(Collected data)

--------------------------------------------------

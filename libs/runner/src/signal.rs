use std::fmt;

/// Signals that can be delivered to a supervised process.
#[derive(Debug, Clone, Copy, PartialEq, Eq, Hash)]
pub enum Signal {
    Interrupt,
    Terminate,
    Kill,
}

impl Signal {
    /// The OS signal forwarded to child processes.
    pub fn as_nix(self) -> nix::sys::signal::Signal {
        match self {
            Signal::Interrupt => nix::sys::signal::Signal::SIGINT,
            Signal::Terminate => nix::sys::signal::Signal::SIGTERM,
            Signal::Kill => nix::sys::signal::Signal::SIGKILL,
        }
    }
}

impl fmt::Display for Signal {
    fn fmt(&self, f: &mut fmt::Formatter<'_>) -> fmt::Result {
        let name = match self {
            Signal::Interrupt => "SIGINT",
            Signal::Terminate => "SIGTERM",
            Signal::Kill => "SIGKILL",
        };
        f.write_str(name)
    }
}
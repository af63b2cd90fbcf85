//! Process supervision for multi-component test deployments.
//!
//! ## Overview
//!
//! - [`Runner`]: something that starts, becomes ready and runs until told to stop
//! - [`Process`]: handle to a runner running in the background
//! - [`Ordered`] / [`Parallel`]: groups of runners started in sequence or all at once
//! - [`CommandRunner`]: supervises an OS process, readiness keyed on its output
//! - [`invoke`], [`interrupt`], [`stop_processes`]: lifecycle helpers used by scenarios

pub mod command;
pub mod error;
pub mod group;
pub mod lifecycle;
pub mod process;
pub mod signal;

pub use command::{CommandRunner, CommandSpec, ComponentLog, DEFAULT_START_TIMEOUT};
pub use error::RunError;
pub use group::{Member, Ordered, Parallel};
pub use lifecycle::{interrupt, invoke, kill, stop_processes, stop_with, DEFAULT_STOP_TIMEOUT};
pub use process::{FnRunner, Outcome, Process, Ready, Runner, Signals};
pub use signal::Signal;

--------------------------------------------------

**ABOUT THIS EXERCISE**
Go through the data above and transcribe every entry exactly.

**RESULT FOR THIS TASK**
filename libs/runner/src/signal.rs
use std::fmt;

/// Signals that can be delivered to a supervised process.
#[derive(Debug, Clone, Copy, PartialEq, Eq, Hash)]
pub enum Signal {
    Interrupt,
    Terminate,
    Kill,
}

impl Signal {
    /// The OS signal forwarded to child processes.
    pub fn as_nix(self) -> nix::sys::signal::Signal {
        match self {
            Signal::Interrupt => nix::sys::signal::Signal::SIGINT,
            Signal::Terminate => nix::sys::signal::Signal::SIGTERM,
            Signal::Kill => nix::sys::signal::Signal::SIGKILL,
        }
    }
}

impl fmt::Display for Signal {
    fn fmt(&self, f: &mut fmt::Formatter<'_>) -> fmt::Result {
        let name = match self {
            Signal::Interrupt => "SIGINT",
            Signal::Terminate => "SIGTERM",
            Signal::Kill => "SIGKILL",
        };
        f.write_str(name)
    }
}
repository af63b2cd90fbcf85
//! Process supervision for multi-component test deployments.
//!
//! ## Overview
//!
//! - [`Runner`]: something that starts, becomes ready and runs until told to stop
//! - [`Process`]: handle to a runner running in the background
//! - [`Ordered`] / [`Parallel`]: groups of runners started in sequence or all at once
//! - [`CommandRunner`]: supervises an OS process, readiness keyed on its output
//! - [`invoke`], [`interrupt`], [`stop_processes`]: lifecycle helpers used by scenarios

pub mod command;
pub mod error;
pub mod group;
pub mod lifecycle;
pub mod process;
pub mod signal;

pub use command::{CommandRunner, CommandSpec, ComponentLog, DEFAULT_START_TIMEOUT};
pub use error::RunError;
pub use group::{Member, Ordered, Parallel};
pub use lifecycle::{interrupt, invoke, kill, stop_processes, stop_with, DEFAULT_STOP_TIMEOUT};
pub use process::{FnRunner, Outcome, Process, Ready, Runner, Signals};
pub use signal::Signal;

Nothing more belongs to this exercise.